Sumario
- Alumnos cuestionan la falta de condiciones básicas para el regreso a la facultad, incluyendo problemas de alimentación, transporte, agua y alojamiento, además del alto costo de los pasajes y la crisis en el país.
Estudiantes de primer y segundo año de la Facultad de Medicina de Santiago de Cuba denuncian que las autoridades universitarias ordenaron la recentralización de la docencia, revirtiendo la medida de cursar estudios en sus municipios de origen que se había implementado el año anterior debido a la crisis económica que enfrenta el país.
Un alumno de la facultad, quien solicitó mantener el anonimato por temor a represalias, explicó a Martí Noticias lo obstáculos que presenta la medida ante la falta de suministros básicos y los altos costos del transporte.
“¿Con qué comida nos van a abastecer, con qué aseo, con qué agua, con qué transporte nos vamos a mover? Y en el caso de que nos fuéramos hacia allá, ¿En qué momento podría movernos hacia nuestras casas? Porque es que un pasaje cuesta más del 50% del salario de un trabajador”, declaró el estudiante.
El joven también denunció irregularidades en el pago de la asignación monetaria para los alumnos. “A nosotros nos dan un estipendio de $200 pesos que no alcanza ni para una pizza, porque una pizza creo que cuesta 300 pesos; el año pasado nunca lo pagaron”, señaló.
A través de un comunicado interno distribuido a los alumnos mediante WhatsApp, la institución confirmó las fechas y la logística de la reincorporación:
“El proceso docente para primer y segundo año, junto a la práctica preprofesional, se realizará de forma centralizada a partir del lunes 31 de agosto a las 8:00 de la mañana. La residencia estudiantil comenzará a recibir a los estudiantes de primer y segundo año de los municipios, así como a los internos de Songo La Maya, Mella, Palma Soriano y San Luis. La docencia descentralizada en sus localidades solo se mantendrá para los cursos de tercero, cuarto y quinto año”.

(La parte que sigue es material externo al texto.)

//! String content and value comparison validators
//!
//! Substring checks work on strings; the comparison validators (`equal`,
//! `one_of`, ...) compare whole [`Value`]s and accept any kind. Every
//! failure is [`ERR_FORMAT`].

use crate::error::ERR_FORMAT;
use crate::value::Value;

// ============================================================================
// SUBSTRINGS
// ============================================================================

crate::validator! {
    /// Validates that a string starts with a prefix.
    #[derive(PartialEq, Eq, Hash)]
    pub Prefix { prefix: String } for str;
    rule(self, input) { input.starts_with(self.prefix.as_str()) }
    error { ERR_FORMAT }
    new(prefix: impl Into<String>) { Self { prefix: prefix.into() } }
    fn prefix(prefix: impl Into<String>);
}

crate::validator! {
    /// Validates that a string ends with a suffix.
    #[derive(PartialEq, Eq, Hash)]
    pub Suffix { suffix: String } for str;
    rule(self, input) { input.ends_with(self.suffix.as_str()) }
    error { ERR_FORMAT }
    new(suffix: impl Into<String>) { Self { suffix: suffix.into() } }
    fn suffix(suffix: impl Into<String>);
}

crate::validator! {
    /// Validates that a string contains a substring.
    #[derive(PartialEq, Eq, Hash)]
    pub Contains { substring: String } for str;
    rule(self, input) { input.contains(self.substring.as_str()) }
    error { ERR_FORMAT }
    new(substring: impl Into<String>) { Self { substring: substring.into() } }
    fn contains(substring: impl Into<String>);
}

crate::validator! {
    /// Validates that a string does not contain a substring.
    #[derive(PartialEq, Eq, Hash)]
    pub NotContains { substring: String } for str;
    rule(self, input) { !input.contains(self.substring.as_str()) }
    error { ERR_FORMAT }
    new(substring: impl Into<String>) { Self { substring: substring.into() } }
    fn not_contains(substring: impl Into<String>);
}

// ============================================================================
// EQUALITY
// ============================================================================

crate::validator! {
    /// Validates that the value equals `expected`.
    ///
    /// Kinds must match: `Int(1)` does not equal `Uint(1)` or `Float(1.0)`.
    #[derive(PartialEq)]
    pub Equal { expected: Value } for Value;
    rule(self, input) { *input == self.expected }
    error { ERR_FORMAT }
    new(expected: impl Into<Value>) { Self { expected: expected.into() } }
    fn equal(expected: impl Into<Value>);
}

crate::validator! {
    /// Validates that the value differs from `unexpected`.
    #[derive(PartialEq)]
    pub NotEqual { unexpected: Value } for Value;
    rule(self, input) { *input != self.unexpected }
    error { ERR_FORMAT }
    new(unexpected: impl Into<Value>) { Self { unexpected: unexpected.into() } }
    fn not_equal(unexpected: impl Into<Value>);
}

crate::validator! {
    /// Validates that the value is one of `allowed`.
    ///
    /// # Examples
    ///
    /// ```
    /// use tavern_validator::prelude::*;
    ///
    /// let size = one_of(["s", "m", "l"]);
    /// assert!(validate(&rule!("m"; size.clone())).is_ok());
    /// assert!(validate(&rule!("xl"; size)).is_err());
    /// ```
    #[derive(PartialEq)]
    pub OneOf { allowed: Vec<Value> } for Value;
    rule(self, input) { self.allowed.contains(input) }
    error { ERR_FORMAT }
    new(allowed: impl IntoIterator<Item = impl Into<Value>>) {
        Self { allowed: allowed.into_iter().map(Into::into).collect() }
    }
    fn one_of(allowed: impl IntoIterator<Item = impl Into<Value>>);
}

crate::validator! {
    /// Validates that the value is none of `denied`.
    #[derive(PartialEq)]
    pub NotOneOf { denied: Vec<Value> } for Value;
    rule(self, input) { !self.denied.contains(input) }
    error { ERR_FORMAT }
    new(denied: impl IntoIterator<Item = impl Into<Value>>) {
        Self { denied: denied.into_iter().map(Into::into).collect() }
    }
    fn not_one_of(denied: impl IntoIterator<Item = impl Into<Value>>);
}

// ============================================================================
// TESTS
// ============================================================================
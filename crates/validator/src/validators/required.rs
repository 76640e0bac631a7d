//! Required validator
//!
//! [`Required`] is the only built-in validator without the zero-value
//! guard. It rejects zero values and marks the chain as required, so every
//! validator after it inspects zero values instead of skipping them.
//!
//! # Examples
//!
//! ```
//! use tavern_validator::prelude::*;
//!
//! assert!(validate(&rule!(""; required())).unwrap_err().is(&ERR_REQUIRED));
//! assert!(validate(&rule!(0; required())).unwrap_err().is(&ERR_REQUIRED));
//! assert!(validate(&rule!("hi"; required())).is_ok());
//! ```

use crate::error::{ERR_REQUIRED, Result};
use crate::foundation::{ChainState, Validate};
use crate::value::Value;

/// Rejects the zero value of every kind.
///
/// The chain is marked as required before the check, so the mark survives
/// even when the failure is replaced by a custom error.
#[derive(Debug, Clone, Copy, PartialEq, Eq, Hash, Default)]
pub struct Required;

impl Validate for Required {
    fn validate(&self, state: &mut ChainState, value: &Value) -> Result<()> {
        state.mark_required();
        if value.is_zero() {
            Err(ERR_REQUIRED.into())
        } else {
            Ok(())
        }
    }
}

/// Creates a [`Required`] validator.
#[must_use]
pub const fn required() -> Required {
    Required
}

#[cfg(test)]
mod tests {
    use super::*;
    use rstest::rstest;

    #[rstest]
    #[case(Value::from(""))]
    #[case(Value::from(0))]
    #[case(Value::from(0u64))]
    #[case(Value::from(0.0))]
    #[case(Value::from(false))]
    #[case(Value::Null)]
    #[case(Value::from(Vec::<i32>::new()))]
    fn test_rejects_zero(#[case] value: Value) {
        let mut state = ChainState::new();
        let err = required().validate(&mut state, &value).unwrap_err();
        assert!(err.is(&ERR_REQUIRED));
        assert!(state.is_required());
    }

    #[rstest]
    #[case(Value::from("a"))]
    #[case(Value::from(-1))]
    #[case(Value::from(0.5))]
    #[case(Value::from(true))]
    #[case(Value::from(vec![0]))]
    fn test_accepts_non_zero(#[case] value: Value) {
        let mut state = ChainState::new();
        assert!(required().validate(&mut state, &value).is_ok());
        assert!(state.is_required());
    }
}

En su testimonio el estudiante señala, que la administración del centro justificó la decisión argumentando que “ya estaban las condiciones dadas”. Esta postura contrasta con la medida del periodo previo, cuando “a causa del problema del combustible y de la comida, nos ubicaron a cada uno en nuestros municipios”, detalló la fuente.
El alumno expuso además las complicaciones financieras cotidianas y del traslado regional: “Nos están pidiendo ir para la facultad cuando ni ellos mismos nos garantizan la comida. La cosa está súper dura, un pasaje cuesta 500 pesos y no hay efectivo en la calle y la gente no te quiere coger transferencia”.
Sobre el estipendio estudiantil, el denunciante reiteró que “el estipendio de nosotros es de 200 pesos y desde el año pasado no nos pagan”.
Ante los reclamos presentados por los alumnos ante la dirección de la institución, la respuesta de las autoridades se centró en apelar a la capacidad de adaptación. “Lo que nos dijo la decana fue que este es un momento histórico, que hay que resistir”, relató el estudiante.
Por su parte, directivos de la facultad argumentaron que la regulación no es unilateral, que se analizarán los pros y los contras de la medida, y llamaron a adaptarse al periodo actual recordando que a cada generación le ha tocado estudiar en momentos difíciles.
La falta de condiciones logísticas e insumos ha generado desmotivación en la comunidad universitaria. “Muchos compañeros míos están pensando en pedir la baja porque de verdad no se puede”, afirmó la fuente, confirmando que varios alumnos evalúan abandonar la carrera.
Martí Noticias intentó comunicarse con el vicerrector César Igarza para obtener su versión sobre la medida implementada, pero no fue posible establecer contacto.